Petitioner explained that at the time of the commitment offense, he was a heavy alcohol and drug user.
The Board concluded that [P]petitioner was not yet suitable for parole and would pose an unreasonable risk of danger to society or a threat to public safety if released from prison. The main factor the Board took into consideration was the commitment offense. The Board found that the offense was cruel in that the crime involved the beating of a two and a half year old child over an extended period of time resulting in significant and fatal injuries to the child. The Board also noted petitioner's unstable social history as grounds for denial. Specifically, the Board found that methamphetamine as well as well as the use of marijuana contributed to petitioner's unstable social history."
V. STANDARD OF REVIEW
Rule 4 of the Rules Governing 2254 Cases governs dismissal in habeas corpus cases. Rule 4, 28 U.S.C. foll. § 2254 advisory committee's note; White v. Lewis, 874 F.2d 599, 602-03 (1989); O'Bremski v. Maass, 915 F.2d 418, 40 (9th Cir. 1990). "A writ of habeas corpus is available under 28 U.S.C. § 2254(a) only on the basis of some transgression of federal law binding on the state courts." Middleton v. Cupp, 768 F.2d 1083, 1085 (9th Cir. 1985) (citing Engle v. Isaac, 456 U.S. 107, 119 (1982)). A writ of habeas corpus is not available "for alleged error in the interpretation or application of state law." Middleton, 768 F.2d at 1085. To withstand a dismissal, Petitioner must "state facts that point to a 'real possibility of constitutional error.'" O'Bremski, 915 F.2d at 420 (citation omitted)."An application for a writ of habeas corpus on behalf of a person in custody pursuant to the judgment of a State court shall not be granted unless it appears that the applicant has exhausted the remedies available in the courts of the State[.]" 28 U.S.C. § 2254(b)(1)(A).
A. Respondent's Motion to Dismiss
Respondent moves to dismiss the Petition for Writ of Habeas Corpus. (Motion at 1.) Respondent alleges Petitioner has a mixed petition with both exhausted and unexhausted claims. Id. at 1-2. First, Respondent contends that Petitioner is raising a new claim for habeas relief when Petitioner suggests the 'some evidence' standard of review should not be applied to Petitioner's constitutional claims.

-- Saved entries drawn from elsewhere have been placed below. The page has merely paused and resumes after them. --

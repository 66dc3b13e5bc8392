//! Command-line interface for the 1A2B engine.

use clap::{Parser, Subcommand};
use std::path::PathBuf;

/// 1A2B - four-digit unique-digit deduction game and solver
#[derive(Parser, Debug)]
#[command(name = "1a2b")]
#[command(about = "Play 1A2B against the engine, or let it solve for you", long_about = None)]
#[command(version)]
pub struct Cli {
    /// Path to a TOML config file
    #[arg(short, long)]
    pub config: Option<PathBuf>,

    /// Path to the precomputed answers file (overrides config)
    #[arg(long)]
    pub answers: Option<PathBuf>,

    /// Subcommand to run
    #[command(subcommand)]
    pub command: Command,
}

/// Available commands
#[derive(Subcommand, Debug)]
pub enum Command {
    /// Play a round: the engine picks a secret, you guess
    Play,

    /// Solve a round: you hold the secret, the engine guesses
    Solve,
}
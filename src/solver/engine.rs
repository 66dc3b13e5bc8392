//! Online solver engine: canonical mapping plus a cursor into the tree.

use super::tree::{StrategyNode, StrategyTree};
use crate::game::{CanonicalMapping, Code, Feedback};
use std::sync::Arc;
use tracing::{debug, instrument, warn};

/// One solver run: the mapping derived from the user's clue and the
/// current position in the shared strategy tree.
///
/// The cursor is the list of feedback indices taken from the root, so the
/// solver stays `'static` and `Send` while the tree itself is shared
/// read-only. Re-walking the path on each step is O(depth), and depth is
/// bounded by the tree (practically at most 7 guesses).
#[derive(Debug, Clone)]
pub struct Solver {
    tree: Arc<StrategyTree>,
    mapping: CanonicalMapping,
    path: Vec<usize>,
}

/// Outcome of consuming one reported feedback.
#[derive(Debug, Clone, Copy, PartialEq, Eq)]
pub enum SolverStep {
    /// The next guess to present, in real digits.
    Guess(Code),
    /// The final answer, in real digits; the run is over.
    Solved(Code),
    /// The reported feedback is inconsistent with every valid secret.
    /// The cursor has not moved; the same selection is still pending.
    Inconsistent,
}

impl Solver {
    /// Starts a run from the user's initial clue.
    ///
    /// The clue itself is the first pending guess: the root branch carries
    /// canonical `0123`, which maps back to the clue exactly.
    #[instrument(skip(tree))]
    pub fn new(tree: Arc<StrategyTree>, clue: &Code) -> Self {
        let mapping = CanonicalMapping::new(clue);
        Self {
            tree,
            mapping,
            path: Vec::new(),
        }
    }

    /// Returns the canonical mapping for this run.
    pub fn mapping(&self) -> &CanonicalMapping {
        &self.mapping
    }

    /// The guess currently awaiting feedback, in real digits.
    ///
    /// `None` only if the cursor sits on a dead node, which the session
    /// never allows to persist.
    pub fn pending_guess(&self) -> Option<Code> {
        match self.cursor() {
            StrategyNode::Branch { guess, .. } => Some(self.mapping.to_real(guess)),
            StrategyNode::Terminal(answer) => Some(self.mapping.to_real(answer)),
            StrategyNode::Dead => None,
        }
    }

    /// Consumes one reported feedback and moves the cursor.
    ///
    /// On `Inconsistent` the cursor stays put so the human can correct
    /// the selection and retry.
    #[instrument(skip(self), fields(depth = self.path.len()))]
    pub fn advance(&mut self, feedback: Feedback) -> SolverStep {
        let index = feedback.to_index();
        let step = match walk(self.tree.root(), &self.path) {
            StrategyNode::Branch { children, .. } => match &children[index] {
                StrategyNode::Terminal(answer) => {
                    let answer = self.mapping.to_real(answer);
                    debug!(%answer, "Reached terminal node");
                    Some(SolverStep::Solved(answer))
                }
                StrategyNode::Dead => {
                    debug!(%feedback, "Feedback leads to dead node, holding cursor");
                    None
                }
                StrategyNode::Branch { guess, .. } => {
                    Some(SolverStep::Guess(self.mapping.to_real(guess)))
                }
            },
            _ => {
                // The session clears the run on Solved, so advancing past a
                // terminal is a dispatcher contract violation.
                warn!("advance called on a non-branch cursor");
                None
            }
        };

        match step {
            Some(step) => {
                self.path.push(index);
                step
            }
            None => SolverStep::Inconsistent,
        }
    }

    fn cursor(&self) -> &StrategyNode {
        walk(self.tree.root(), &self.path)
    }
}

/// Follows a feedback-index path from a node. The path only ever runs
/// through branches.
fn walk<'t>(mut node: &'t StrategyNode, path: &[usize]) -> &'t StrategyNode {
    for &index in path {
        match node {
            StrategyNode::Branch { children, .. } => node = &children[index],
            _ => break,
        }
    }
    node
}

Id. at 4.
Second, Respondent asserts that Petitioner's Due Process claim is unexhausted because Petitioner raises additional issues in the federal petition that were not raised in any state court petitions. (Motion at 5.) Respondent maintains that Petitioner made the following new claims in his federal habeas petition: (1) that the Parole Board improperly applied offense factors to his case that are limited to special circumstance first degree murder cases; and (2) the Parole Board failed to establish a nexus between Petitioner's parole risk and factors used to deny parole. Id.
B. Petitioner's Opposition
Petitioner contends that his constitutional claim has been fully exhausted in the state courts and is mischaracterized by Respondent. (Opposition at 1.) Petitioner argues that Respondent is confusing additional arguments in support of an existing claim with new claims for relief. Petitioner contends only claims for relief need to be exhausted and that the suggestion that a different standard of review should be applied is not a new claim, but an additional argument. Id. Petitioner also asserts it was his duty to address which standard of review the Court should apply to his constitutional claims. Id. at 2.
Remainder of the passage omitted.